Adaptive Reuse

Congress should pass legislation to incentivize the adaptive reuse of vacant and underutilized commercial buildings. Adaptive reuse property conversions can help increase the supply of affordable housing and help to restore economic vitality to cities and suburbs dealing with the impact of post-pandemic workplace changes on their local communities. Conversion of existing structures to better uses, rather than demolishing them, is also a cost-effective means of increasing housing supply while reducing environmental impact.

Download NAIOP's position on Adaptive Reuse.

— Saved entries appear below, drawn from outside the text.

//! Date Resolver: relative words and numeric date tokens to calendar dates.

use chrono::{Datelike, Duration, NaiveDate};

/// Two-digit-year formats come first: chrono rejects a four-digit year under
/// `%y` (trailing input), so every token reaches the right format.
const DEFAULT_FORMATS: &[&str] = &[
    "%d/%m/%y", "%d-%m-%y", "%d/%m/%Y", "%d-%m-%Y", "%Y-%m-%d",
];

#[derive(Debug, Clone)]
pub struct DateResolver {
    formats: Vec<String>,
}

impl DateResolver {
    pub fn new() -> Self {
        Self {
            formats: DEFAULT_FORMATS.iter().map(|f| f.to_string()).collect(),
        }
    }

    /// Replace the ordered list of chrono formats tried for absolute tokens
    pub fn with_formats(formats: Vec<String>) -> Self {
        Self { formats }
    }

    pub fn formats(&self) -> &[String] {
        &self.formats
    }

    /// Resolve a token against `today`. `None` means unresolved; the caller
    /// supplies the default.
    pub fn resolve(&self, token: &str, today: NaiveDate) -> Option<NaiveDate> {
        let token = token.trim();
        match token {
            "hoje" => return Some(today),
            "ontem" => return today.checked_sub_signed(Duration::days(1)),
            "anteontem" => return today.checked_sub_signed(Duration::days(2)),
            _ => {}
        }

        if let Some(date) = resolve_day_month(token, today.year()) {
            return Some(date);
        }

        self.formats
            .iter()
            .find_map(|fmt| NaiveDate::parse_from_str(token, fmt).ok())
    }
}

impl Default for DateResolver {
    fn default() -> Self {
        Self::new()
    }
}

/// `DD/MM` with no year: that day in the current year
fn resolve_day_month(token: &str, year: i32) -> Option<NaiveDate> {
    let (d, m) = token.split_once('/')?;
    if m.contains('/') {
        return None;
    }
    let d: u32 = d.parse().ok()?;
    let m: u32 = m.parse().ok()?;
    NaiveDate::from_ymd_opt(year, m, d)
}
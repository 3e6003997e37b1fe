//! Validator/Completer: turns extracted fields into an `ExpenseRecord`.
//!
//! A missing or non-positive amount rejects the message. Everything else
//! that extraction could not find is filled with a default.

use chrono::NaiveDate;
use rust_decimal::Decimal;

use crate::error::PipelineError;
use crate::record::{ExpenseRecord, ExtractedFields, UNIDENTIFIED_MERCHANT};
use crate::time::Clock;

/// Build a record from extracted fields.
///
/// `details` is the normalized message text, `occurred_on` the already
/// resolved date (if any). The record leaves here uncategorized.
pub fn complete(
    details: &str,
    fields: ExtractedFields,
    occurred_on: Option<NaiveDate>,
    user_id: Option<&str>,
    clock: &dyn Clock,
) -> Result<ExpenseRecord, PipelineError> {
    let amount = match fields.amount {
        Some(a) if a > Decimal::ZERO => a,
        _ => {
            return Err(PipelineError::InvalidAmount {
                details: details.to_string(),
            });
        }
    };

    let merchant = fields
        .merchant_raw
        .map(|m| m.trim().to_string())
        .filter(|m| !m.is_empty())
        .unwrap_or_else(|| UNIDENTIFIED_MERCHANT.to_string());

    Ok(ExpenseRecord {
        amount,
        occurred_on: occurred_on.unwrap_or_else(|| clock.today()),
        merchant,
        direction: fields.direction,
        details_raw: details.to_string(),
        category_hint: fields.category_hint,
        category_id: None,
        category_source: None,
        user_id: user_id.map(str::to_string),
        created_at: clock.now(),
    })
}
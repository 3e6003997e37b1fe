use anyhow::{Context, Result};
use gasto_pipeline::KeywordTable;
use std::fs;
use std::path::{Path, PathBuf};

/// `$GASTO_HOME`, or `~/.gasto`
pub fn gasto_home() -> Result<PathBuf> {
    if let Ok(dir) = std::env::var("GASTO_HOME") {
        return Ok(PathBuf::from(dir));
    }
    let home = std::env::var("HOME").context("HOME is not set")?;
    Ok(PathBuf::from(home).join(".gasto"))
}

pub fn ensure_gasto_home() -> Result<PathBuf> {
    let dir = gasto_home()?;
    fs::create_dir_all(&dir).with_context(|| format!("create {}", dir.display()))?;
    Ok(dir)
}

pub fn keywords_path() -> Result<PathBuf> {
    Ok(ensure_gasto_home()?.join("keywords.json"))
}

/// Learned table if one was saved, otherwise the built-in seed
pub fn load_keyword_table(path: &Path) -> Result<KeywordTable> {
    if !path.exists() {
        return Ok(KeywordTable::seeded());
    }
    let s = fs::read_to_string(path).with_context(|| format!("read {}", path.display()))?;
    KeywordTable::from_json(&s).with_context(|| format!("parse {}", path.display()))
}

pub fn save_keyword_table(path: &Path, table: &KeywordTable) -> Result<()> {
    let json = table.to_json_pretty()?;
    fs::write(path, json).with_context(|| format!("write {}", path.display()))?;
    Ok(())
}

#[cfg(test)]
mod tests {
    use super::*;

    #[test]
    fn test_missing_table_falls_back_to_seed() {
        let path = std::env::temp_dir().join("gasto-missing-keywords.json");
        let _ = fs::remove_file(&path);
        let table = load_keyword_table(&path).unwrap();
        assert_eq!(table.category_names(), KeywordTable::seeded().category_names());
    }

    #[test]
    fn test_table_save_and_load() {
        let path = std::env::temp_dir().join(format!("gasto-keywords-{}.json", std::process::id()));
        let table = KeywordTable::seeded();
        table.add_keyword("Saúde", "drogaria xyz").unwrap();
        save_keyword_table(&path, &table).unwrap();

        let back = load_keyword_table(&path).unwrap();
        assert_eq!(back.lookup("drogaria xyz").unwrap().category, "Saúde");
        let _ = fs::remove_file(&path);
    }
}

  • The aftermath of the COVID-19 pandemic and resulting remote work trends have led to historically high vacancy rates and underutilization of commercial structures in many communities. Hybrid work patterns are now widely believed to have become a permanent feature of modern-day labor markets. As a result, many currently underutilized commercial structures will become stranded assets unless repurposed for economically viable uses.
  • A study completed in November 2022 estimated a $413 billion reduction in real estate asset values resulting from continued remote work trends. Depressed asset values of vacant and underutilized buildings negatively impact state and local budgets, with less revenue from property taxes and taxes from property sales. Reduced worker traffic also results in less sales tax revenue from enterprises in areas with reduced economic activity.
  • Nationwide, both cities and suburbs are struggling with a severe lack of supply of housing, including for affordable housing. In many instances, underutilized structures in these communities are suitable for conversion to residential usage, and could become a part of a comprehensive approach to increasing housing supply.
  • Repurposing of existing underutilized structures is also environmentally sustainable compared to demolition. Adapting an existing building to provide housing or for other socially beneficial purposes is a better economic alternative that also results in reduced environmental impact, including reduced greenhouse gas emissions.
  • Members of Congress are considering initiatives that would spur conversions of underutilized commercial structures to residential use. Legislation introduced in the last Congress, modeled on the successful historic preservation tax credit program, would provide a 20% tax credit for the eligible conversion costs of an adaptive reuse project. Congress should pass legislation incentivizing these adaptive reuse conversions, thereby helping communities address inadequate housing supply and the structural economic changes brought about by permanent remote work patterns.

Key Points

  • As a direct consequence of the COVID-19 pandemic and the shift to hybrid work, 19.6% of office space in major U.S. cities was not leased at the end of 2023, an increase from 18.8% the prior year, the highest vacancy rate since 1979, according to Moody's Analytics.
  • The decreased number of workers at underutilized office buildings has been devastating to the restaurants, retailers and other small businesses that depend on daily workers for much of their business. The decline in property values has also hurt localities, which depend on property and sales taxes for much of their revenue.
  • There is a severe shortage of housing supply in many of our nation’s communities. The U.S needs to build at least 4.3 million more housing units by 2035 to meet the demand for rental housing.
  • Many vacant and underutilized commercial structures in our nation’s cities and suburbs are capable of being converted to residential usage to help address the housing supply shortage, but high conversion costs, city zoning and building codes, and other challenges have prevented adaptive reuse from being utilized on a broader scale.